Collected data:
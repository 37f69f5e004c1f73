use serde::{Deserialize, Deserializer, Serialize, Serializer};
use serde_json::{Map, Value};

use crate::error::MapError;
use crate::geometry::limits;

#[derive(Clone, Copy, Debug, Default, PartialEq, Serialize, Deserialize)]
pub struct Point {
    pub x: f64,
    pub y: f64,
}

impl Point {
    pub fn new(x: f64, y: f64) -> Self {
        Point { x, y }
    }
}

#[derive(Clone, Copy, Debug, Default, PartialEq, Serialize, Deserialize)]
pub struct Size {
    pub width: f64,
    pub height: f64,
}

impl Size {
    pub fn new(width: f64, height: f64) -> Self {
        Size { width, height }
    }
}

/// Outline kind of a region. Names the renderer does not know are kept as
/// `Unknown` so they can be skipped instead of rejected.
#[derive(Clone, Debug, PartialEq, Eq, Serialize, Deserialize)]
#[serde(from = "String", into = "String")]
pub enum Shape {
    Rect,
    Circle,
    Poly,
    Unknown(String),
}

impl From<String> for Shape {
    fn from(name: String) -> Self {
        match name.as_str() {
            "rect" => Shape::Rect,
            "circle" => Shape::Circle,
            "poly" | "polygon" => Shape::Poly,
            _ => Shape::Unknown(name),
        }
    }
}

impl From<&str> for Shape {
    fn from(name: &str) -> Self {
        Shape::from(name.to_string())
    }
}

impl From<Shape> for String {
    fn from(shape: Shape) -> String {
        shape.as_str().to_string()
    }
}

impl Shape {
    pub fn as_str(&self) -> &str {
        match self {
            Shape::Rect => "rect",
            Shape::Circle => "circle",
            Shape::Poly => "poly",
            Shape::Unknown(name) => name,
        }
    }

    /// Whether `len` coordinates describe a well-formed outline of this kind.
    pub fn accepts(&self, len: usize) -> bool {
        match self {
            Shape::Rect => len == 4,
            Shape::Circle => len == 3,
            Shape::Poly => len >= 6 && len % 2 == 0,
            Shape::Unknown(_) => true,
        }
    }
}

/// Persistent highlight of a region. On the wire this is the optional
/// `preFillColor` field; an empty color counts as no highlight.
#[derive(Clone, Debug, Default, PartialEq, Eq)]
pub enum Highlight {
    #[default]
    Normal,
    Highlighted(String),
}

impl Highlight {
    pub fn is_normal(&self) -> bool {
        matches!(self, Highlight::Normal)
    }

    pub fn is_highlighted(&self) -> bool {
        !self.is_normal()
    }

    pub fn color(&self) -> Option<&str> {
        match self {
            Highlight::Normal => None,
            Highlight::Highlighted(color) => Some(color),
        }
    }
}

impl From<Option<String>> for Highlight {
    fn from(color: Option<String>) -> Self {
        match color {
            Some(c) if !c.is_empty() => Highlight::Highlighted(c),
            _ => Highlight::Normal,
        }
    }
}

mod pre_fill {
    use super::*;

    pub fn serialize<S: Serializer>(h: &Highlight, s: S) -> Result<S::Ok, S::Error> {
        h.color().serialize(s)
    }

    pub fn deserialize<'de, D: Deserializer<'de>>(d: D) -> Result<Highlight, D::Error> {
        Option::<String>::deserialize(d).map(Highlight::from)
    }
}

fn default_true() -> bool {
    true
}

/// One clickable hotspot. Author fields the model does not name (for
/// example `id`, or whatever field is configured as the key) are kept in
/// `attrs` and round-trip unchanged.
#[derive(Clone, Debug, PartialEq, Serialize, Deserialize)]
#[serde(rename_all = "camelCase")]
pub struct Region {
    pub shape: Shape,
    pub coords: Vec<f64>,
    #[serde(default = "default_true")]
    pub active: bool,
    #[serde(default)]
    pub disabled: bool,
    #[serde(default, rename = "href", skip_serializing_if = "Option::is_none")]
    pub link: Option<String>,
    #[serde(default, skip_serializing_if = "Option::is_none")]
    pub fill_color: Option<String>,
    #[serde(default, skip_serializing_if = "Option::is_none")]
    pub stroke_color: Option<String>,
    #[serde(default, skip_serializing_if = "Option::is_none")]
    pub line_width: Option<f64>,
    #[serde(
        default,
        rename = "preFillColor",
        skip_serializing_if = "Highlight::is_normal",
        with = "pre_fill"
    )]
    pub highlight: Highlight,
    #[serde(flatten)]
    pub attrs: Map<String, Value>,
}

impl Region {
    pub fn new(shape: impl Into<Shape>, coords: Vec<f64>) -> Self {
        Region {
            shape: shape.into(),
            coords,
            active: true,
            disabled: false,
            link: None,
            fill_color: None,
            stroke_color: None,
            line_width: None,
            highlight: Highlight::Normal,
            attrs: Map::new(),
        }
    }

    pub fn with_id(self, id: impl Into<Value>) -> Self {
        self.with_attr("id", id)
    }

    pub fn with_attr(mut self, name: &str, value: impl Into<Value>) -> Self {
        self.attrs.insert(name.to_string(), value.into());
        self
    }

    pub fn with_fill(mut self, color: &str) -> Self {
        self.fill_color = Some(color.to_string());
        self
    }

    pub fn with_highlight(mut self, color: &str) -> Self {
        self.highlight = Highlight::Highlighted(color.to_string());
        self
    }

    pub fn inactive(mut self) -> Self {
        self.active = false;
        self
    }

    pub fn disabled(mut self) -> Self {
        self.disabled = true;
        self
    }

    /// Value of the configured key field, if the author supplied one.
    pub fn key(&self, field: &str) -> Option<&Value> {
        self.attrs.get(field).filter(|v| !v.is_null())
    }

    /// Same region with the persistent highlight dropped; used to compare
    /// maps independent of highlight state.
    pub fn without_highlight(&self) -> Region {
        Region {
            highlight: Highlight::Normal,
            ..self.clone()
        }
    }
}

/// Identity of a region inside a map: the configured key field when present,
/// otherwise its position.
#[derive(Clone, Debug, PartialEq, Serialize)]
#[serde(untagged)]
pub enum RegionKey {
    Named(Value),
    Position(usize),
}

impl std::fmt::Display for RegionKey {
    fn fmt(&self, f: &mut std::fmt::Formatter<'_>) -> std::fmt::Result {
        match self {
            RegionKey::Named(Value::String(s)) => write!(f, "{s}"),
            RegionKey::Named(v) => write!(f, "{v}"),
            RegionKey::Position(i) => write!(f, "{i}"),
        }
    }
}

/// Named, ordered collection of regions. Order is paint and z order.
#[derive(Clone, Debug, Default, PartialEq, Serialize, Deserialize)]
pub struct RegionMap {
    pub name: String,
    #[serde(rename = "areas", alias = "regions", default)]
    pub regions: Vec<Region>,
}

impl RegionMap {
    pub fn new(name: impl Into<String>, regions: Vec<Region>) -> Self {
        RegionMap { name: name.into(), regions }
    }

    pub fn from_json_str(s: &str, key_field: &str) -> Result<RegionMap, MapError> {
        let map: RegionMap = serde_json::from_str(s)?;
        map.validate(key_field)?;
        Ok(map)
    }

    pub fn from_json_value(v: Value, key_field: &str) -> Result<RegionMap, MapError> {
        let map: RegionMap = serde_json::from_value(v)?;
        map.validate(key_field)?;
        Ok(map)
    }

    pub fn to_json_value(&self) -> Value {
        serde_json::to_value(self).unwrap_or(Value::Null)
    }

    pub fn len(&self) -> usize {
        self.regions.len()
    }

    pub fn is_empty(&self) -> bool {
        self.regions.is_empty()
    }

    pub fn key_of(&self, index: usize, field: &str) -> RegionKey {
        match self.regions.get(index).and_then(|r| r.key(field)) {
            Some(v) => RegionKey::Named(v.clone()),
            None => RegionKey::Position(index),
        }
    }

    pub fn position_of(&self, key: &RegionKey, field: &str) -> Option<usize> {
        (0..self.regions.len()).find(|&i| self.key_of(i, field) == *key)
    }

    pub fn find(&self, key: &RegionKey, field: &str) -> Option<&Region> {
        self.position_of(key, field).map(|i| &self.regions[i])
    }

    pub fn highlighted(&self) -> impl Iterator<Item = (usize, &Region)> {
        self.regions
            .iter()
            .enumerate()
            .filter(|(_, r)| r.highlight.is_highlighted())
    }

    /// Equality ignoring every region's highlight.
    pub fn same_outline(&self, other: &RegionMap) -> bool {
        self.name == other.name
            && self.regions.len() == other.regions.len()
            && self
                .regions
                .iter()
                .zip(&other.regions)
                .all(|(a, b)| a.without_highlight() == b.without_highlight())
    }

    /// Strict ingest checks: size caps, finite in-bounds coordinates, shape
    /// arity and key uniqueness. Unknown shapes pass; the renderer skips them.
    pub fn validate(&self, key_field: &str) -> Result<(), MapError> {
        if self.regions.len() > limits::MAX_REGIONS {
            return Err(MapError::TooManyRegions {
                count: self.regions.len(),
                max: limits::MAX_REGIONS,
            });
        }
        let mut total = 0usize;
        let mut seen: Vec<(&Value, usize)> = Vec::new();
        for (index, region) in self.regions.iter().enumerate() {
            let count = region.coords.len();
            total += count;
            if count > limits::MAX_COORDS_PER_REGION || total > limits::MAX_COORDS_TOTAL {
                return Err(MapError::TooManyCoords { index, count });
            }
            if let Some(position) = region.coords.iter().position(|c| !limits::in_coord_bounds(*c)) {
                return Err(MapError::CoordOutOfBounds { index, position });
            }
            if !region.shape.accepts(count) {
                return Err(MapError::BadCoordCount {
                    index,
                    shape: region.shape.as_str().to_string(),
                    got: count,
                });
            }
            if let Some(width) = region.line_width {
                if !limits::in_width_bounds(width) {
                    return Err(MapError::LineWidth { index, width });
                }
            }
            if let Some(key) = region.key(key_field) {
                if let Some((_, first)) = seen.iter().find(|(k, _)| *k == key) {
                    return Err(MapError::DuplicateKey {
                        key: RegionKey::Named(key.clone()).to_string(),
                        index,
                        first: *first,
                    });
                }
                seen.push((key, index));
            }
        }
        Ok(())
    }
}

/// A region as shown right now: author data plus display-space geometry.
/// Rebuilt on demand, never stored.
#[derive(Clone, Debug, PartialEq, Serialize)]
#[serde(rename_all = "camelCase")]
pub struct DisplayRegion {
    pub index: usize,
    pub key: RegionKey,
    #[serde(flatten)]
    pub region: Region,
    pub scaled_coords: Vec<f64>,
    pub center: [f64; 2],
}

impl DisplayRegion {
    /// Scaled coordinates in the comma separated form of an HTML `<area>`.
    pub fn html_coords(&self) -> String {
        self.scaled_coords
            .iter()
            .map(|c| c.to_string())
            .collect::<Vec<_>>()
            .join(",")
    }
}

INSTRUCTIONS TO FOLLOW:
Every line of the data above that includes "index" should be listed.

RESULT OF THE EXERCISE:
    pub fn key_of(&self, index: usize, field: &str) -> RegionKey {
        match self.regions.get(index).and_then(|r| r.key(field)) {
            None => RegionKey::Position(index),
        for (index, region) in self.regions.iter().enumerate() {
                return Err(MapError::TooManyCoords { index, count });
                return Err(MapError::CoordOutOfBounds { index, position });
                    index,
                    return Err(MapError::LineWidth { index, width });
                        index,
                seen.push((key, index));
    pub index: usize,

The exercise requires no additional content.